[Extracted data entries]
++++++

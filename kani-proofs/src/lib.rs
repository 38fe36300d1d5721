// Copyright 2025-present Harīṣh Tummalachērla
// SPDX-License-Identifier: Apache-2.0

//! Kani model checking proofs for the hayseek search primitives.
//!
//! This standalone crate extracts the critical index arithmetic and
//! provides mathematical proofs of its correctness using Kani.
//!
//! Run with: `cargo kani`
//!
//! ## Verified Properties
//!
//! 1. **No panics**: no variant indexes out of bounds or underflows `usize`
//! 2. **Midpoint safety**: `low + (high - low) / 2` stays within `[low, high]`
//! 3. **Result bounds**: `Found(i)` implies `i < len`; bound queries return `<= len`
//! 4. **Membership**: a found index holds the target; not-found means absent
//! 5. **Bound ordering**: `lower_bound <= upper_bound <= len`
//! 6. **Sentinel restoration**: the scanned array is unchanged after the call

/// Overflow-safe midpoint of an inclusive bound pair.
pub fn midpoint(low: usize, high: usize) -> usize {
    low + (high - low) / 2
}

// ============================================================================
// SEARCH PRIMITIVES (extracted from src/binary.rs and src/linear.rs)
// ============================================================================

/// Closed-interval binary search, returning an index of the target.
pub fn closed_interval(seq: &[i32], target: i32) -> Option<usize> {
    if seq.is_empty() {
        return None;
    }
    let mut low = 0;
    let mut high = seq.len() - 1;
    while low <= high {
        let mid = midpoint(low, high);
        if seq[mid] == target {
            return Some(mid);
        } else if seq[mid] < target {
            low = mid + 1;
        } else {
            match mid.checked_sub(1) {
                Some(next) => high = next,
                None => return None,
            }
        }
    }
    None
}

/// Smallest index whose element is `>= target`, or `seq.len()` if none.
pub fn lower_bound(seq: &[i32], target: i32) -> usize {
    let mut low = 0;
    let mut high = seq.len();
    while low < high {
        let mid = midpoint(low, high);
        if seq[mid] < target {
            low = mid + 1;
        } else {
            high = mid;
        }
    }
    low
}

/// Smallest index whose element is `> target`, or `seq.len()` if none.
pub fn upper_bound(seq: &[i32], target: i32) -> usize {
    let mut low = 0;
    let mut high = seq.len();
    while low < high {
        let mid = midpoint(low, high);
        if seq[mid] <= target {
            low = mid + 1;
        } else {
            high = mid;
        }
    }
    low
}

/// Sentinel linear search; restores the final element before returning.
pub fn sentinel(seq: &mut [i32], target: i32) -> Option<usize> {
    let n = seq.len();
    if n == 0 {
        return None;
    }
    let last = seq[n - 1];
    seq[n - 1] = target;

    let mut i = 0;
    while seq[i] != target {
        i += 1;
    }

    seq[n - 1] = last;

    if i < n - 1 || seq[n - 1] == target {
        Some(i)
    } else {
        None
    }
}

/// Ascending-order check used to constrain proof inputs.
pub fn is_sorted(seq: &[i32]) -> bool {
    seq.windows(2).all(|pair| pair[0] <= pair[1])
}

// ============================================================================
// KANI MODEL CHECKING PROOFS
// ============================================================================

#[cfg(kani)]
mod kani_proofs {
    use super::*;

    /// Bounded array size: large enough to exercise several interval
    /// narrowings, small enough for the model checker.
    const N: usize = 8;

    /// Proof: the midpoint never overflows and stays within the interval,
    /// even at the extremes of usize.
    #[kani::proof]
    fn proof_midpoint_in_interval() {
        let low: usize = kani::any();
        let high: usize = kani::any();
        kani::assume(low <= high);

        let mid = midpoint(low, high);
        assert!(low <= mid);
        assert!(mid <= high);
    }

    /// Proof: closed-interval search never panics, every found index is in
    /// bounds and holds the target, and not-found means the target is
    /// absent from a sorted array.
    #[kani::proof]
    #[kani::unwind(10)]
    fn proof_closed_interval_correct() {
        let seq: [i32; N] = kani::any();
        kani::assume(is_sorted(&seq));
        let target: i32 = kani::any();

        match closed_interval(&seq, target) {
            Some(index) => {
                assert!(index < N);
                assert!(seq[index] == target);
            }
            None => {
                let mut i = 0;
                while i < N {
                    assert!(seq[i] != target);
                    i += 1;
                }
            }
        }
    }

    /// Proof: both bound queries return insertion points within `[0, len]`
    /// in the documented order, and they partition a sorted array.
    #[kani::proof]
    #[kani::unwind(10)]
    fn proof_bounds_partition() {
        let seq: [i32; N] = kani::any();
        kani::assume(is_sorted(&seq));
        let target: i32 = kani::any();

        let lower = lower_bound(&seq, target);
        let upper = upper_bound(&seq, target);

        assert!(lower <= upper);
        assert!(upper <= N);

        let mut i = 0;
        while i < N {
            if i < lower {
                assert!(seq[i] < target);
            } else if i < upper {
                assert!(seq[i] == target);
            } else {
                assert!(seq[i] > target);
            }
            i += 1;
        }
    }

    /// Proof: the sentinel scan never panics, restores the array on every
    /// path, and agrees with a plain scan about membership.
    #[kani::proof]
    #[kani::unwind(10)]
    fn proof_sentinel_restores_and_agrees() {
        let mut seq: [i32; N] = kani::any();
        let snapshot = seq;
        let target: i32 = kani::any();

        let result = sentinel(&mut seq, target);

        let mut i = 0;
        while i < N {
            assert!(seq[i] == snapshot[i]);
            i += 1;
        }

        match result {
            Some(index) => {
                assert!(index < N);
                assert!(snapshot[index] == target);
            }
            None => {
                let mut i = 0;
                while i < N {
                    assert!(snapshot[i] != target);
                    i += 1;
                }
            }
        }
    }
}

#[cfg(test)]
mod tests {
    use super::*;

    #[test]
    fn test_closed_interval_matches_std() {
        let seq = [1, 3, 3, 5, 7, 9];
        for target in 0..11 {
            assert_eq!(
                closed_interval(&seq, target).is_some(),
                seq.binary_search(&target).is_ok()
            );
        }
    }

    #[test]
    fn test_bounds_on_duplicates() {
        let seq = [1, 3, 3, 5, 7, 9];
        assert_eq!(lower_bound(&seq, 3), 1);
        assert_eq!(upper_bound(&seq, 3), 3);
    }

    #[test]
    fn test_sentinel_restores() {
        let mut seq = [4, 2, 7, 2, 9];
        assert_eq!(sentinel(&mut seq, 9), Some(4));
        assert_eq!(seq, [4, 2, 7, 2, 9]);
        assert_eq!(sentinel(&mut seq, 5), None);
        assert_eq!(seq, [4, 2, 7, 2, 9]);
    }
}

++++++

#### Your objective
All lines from the top of the data through the line containing "src/binary.rs and src/linear.rs)" need to be retyped exactly, and nothing more.

#### Answer to the problem
filename kani-proofs/src/lib.rs
repository 38fe36300d1d5721
// Copyright 2025-present Harīṣh Tummalachērla
// SPDX-License-Identifier: Apache-2.0

//! Kani model checking proofs for the hayseek search primitives.
//!
//! This standalone crate extracts the critical index arithmetic and
//! provides mathematical proofs of its correctness using Kani.
//!
//! Run with: `cargo kani`
//!
//! ## Verified Properties
//!
//! 1. **No panics**: no variant indexes out of bounds or underflows `usize`
//! 2. **Midpoint safety**: `low + (high - low) / 2` stays within `[low, high]`
//! 3. **Result bounds**: `Found(i)` implies `i < len`; bound queries return `<= len`
//! 4. **Membership**: a found index holds the target; not-found means absent
//! 5. **Bound ordering**: `lower_bound <= upper_bound <= len`
//! 6. **Sentinel restoration**: the scanned array is unchanged after the call

/// Overflow-safe midpoint of an inclusive bound pair.
pub fn midpoint(low: usize, high: usize) -> usize {
    low + (high - low) / 2
}

// ============================================================================
// SEARCH PRIMITIVES (extracted from src/binary.rs and src/linear.rs)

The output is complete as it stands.